• Aim of the task: In the records below, find each line holding the word "endpoint" and copy it.

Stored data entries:
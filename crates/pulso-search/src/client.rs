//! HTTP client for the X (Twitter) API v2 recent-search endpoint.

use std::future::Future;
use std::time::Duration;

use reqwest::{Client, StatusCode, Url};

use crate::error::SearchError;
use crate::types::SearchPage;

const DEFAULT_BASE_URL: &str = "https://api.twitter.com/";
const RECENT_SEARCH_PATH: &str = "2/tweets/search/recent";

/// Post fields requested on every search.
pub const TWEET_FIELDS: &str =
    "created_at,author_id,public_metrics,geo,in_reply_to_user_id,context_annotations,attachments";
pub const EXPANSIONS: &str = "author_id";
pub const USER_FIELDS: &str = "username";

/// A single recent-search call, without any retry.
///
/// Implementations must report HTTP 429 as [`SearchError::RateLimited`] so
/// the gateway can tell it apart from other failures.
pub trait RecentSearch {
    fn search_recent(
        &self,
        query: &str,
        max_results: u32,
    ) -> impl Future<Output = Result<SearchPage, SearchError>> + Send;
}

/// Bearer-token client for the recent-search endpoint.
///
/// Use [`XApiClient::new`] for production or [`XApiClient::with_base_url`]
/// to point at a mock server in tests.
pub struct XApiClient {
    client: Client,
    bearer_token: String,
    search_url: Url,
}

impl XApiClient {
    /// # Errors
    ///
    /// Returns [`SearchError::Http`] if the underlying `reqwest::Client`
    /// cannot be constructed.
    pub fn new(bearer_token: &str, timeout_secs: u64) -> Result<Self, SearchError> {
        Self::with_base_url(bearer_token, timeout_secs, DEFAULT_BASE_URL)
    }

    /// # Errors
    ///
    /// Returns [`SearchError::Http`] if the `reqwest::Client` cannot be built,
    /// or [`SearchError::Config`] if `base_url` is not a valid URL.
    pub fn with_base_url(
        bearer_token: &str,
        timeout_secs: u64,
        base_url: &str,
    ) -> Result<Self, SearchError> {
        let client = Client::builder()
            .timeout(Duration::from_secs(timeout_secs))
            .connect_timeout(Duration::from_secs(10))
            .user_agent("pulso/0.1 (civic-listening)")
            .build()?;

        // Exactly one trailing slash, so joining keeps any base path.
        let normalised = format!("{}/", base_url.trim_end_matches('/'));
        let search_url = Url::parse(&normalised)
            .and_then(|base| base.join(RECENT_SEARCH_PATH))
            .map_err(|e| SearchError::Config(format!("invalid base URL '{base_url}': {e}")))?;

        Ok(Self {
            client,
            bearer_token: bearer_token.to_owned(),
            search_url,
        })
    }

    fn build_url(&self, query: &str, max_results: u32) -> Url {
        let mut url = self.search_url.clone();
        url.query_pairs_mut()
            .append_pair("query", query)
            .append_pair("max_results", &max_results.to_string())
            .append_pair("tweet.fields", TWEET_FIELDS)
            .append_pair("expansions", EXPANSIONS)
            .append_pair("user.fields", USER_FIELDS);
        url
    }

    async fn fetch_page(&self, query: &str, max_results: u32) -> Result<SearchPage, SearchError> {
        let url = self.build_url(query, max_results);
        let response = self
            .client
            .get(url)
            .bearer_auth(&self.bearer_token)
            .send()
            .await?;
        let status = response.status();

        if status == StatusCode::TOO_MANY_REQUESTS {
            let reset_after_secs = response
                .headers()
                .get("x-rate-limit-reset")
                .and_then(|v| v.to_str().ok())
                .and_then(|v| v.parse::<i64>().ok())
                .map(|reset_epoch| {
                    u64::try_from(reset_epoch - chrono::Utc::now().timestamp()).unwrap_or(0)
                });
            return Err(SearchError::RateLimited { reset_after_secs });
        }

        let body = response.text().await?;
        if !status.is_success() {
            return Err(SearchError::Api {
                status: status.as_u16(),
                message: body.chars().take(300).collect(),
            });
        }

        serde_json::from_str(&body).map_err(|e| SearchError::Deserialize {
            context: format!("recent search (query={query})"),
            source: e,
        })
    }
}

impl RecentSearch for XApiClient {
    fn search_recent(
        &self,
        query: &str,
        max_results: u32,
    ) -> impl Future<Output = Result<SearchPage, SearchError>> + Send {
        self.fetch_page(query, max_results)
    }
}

• Written answer:
//! HTTP client for the X (Twitter) API v2 recent-search endpoint.
/// Bearer-token client for the recent-search endpoint.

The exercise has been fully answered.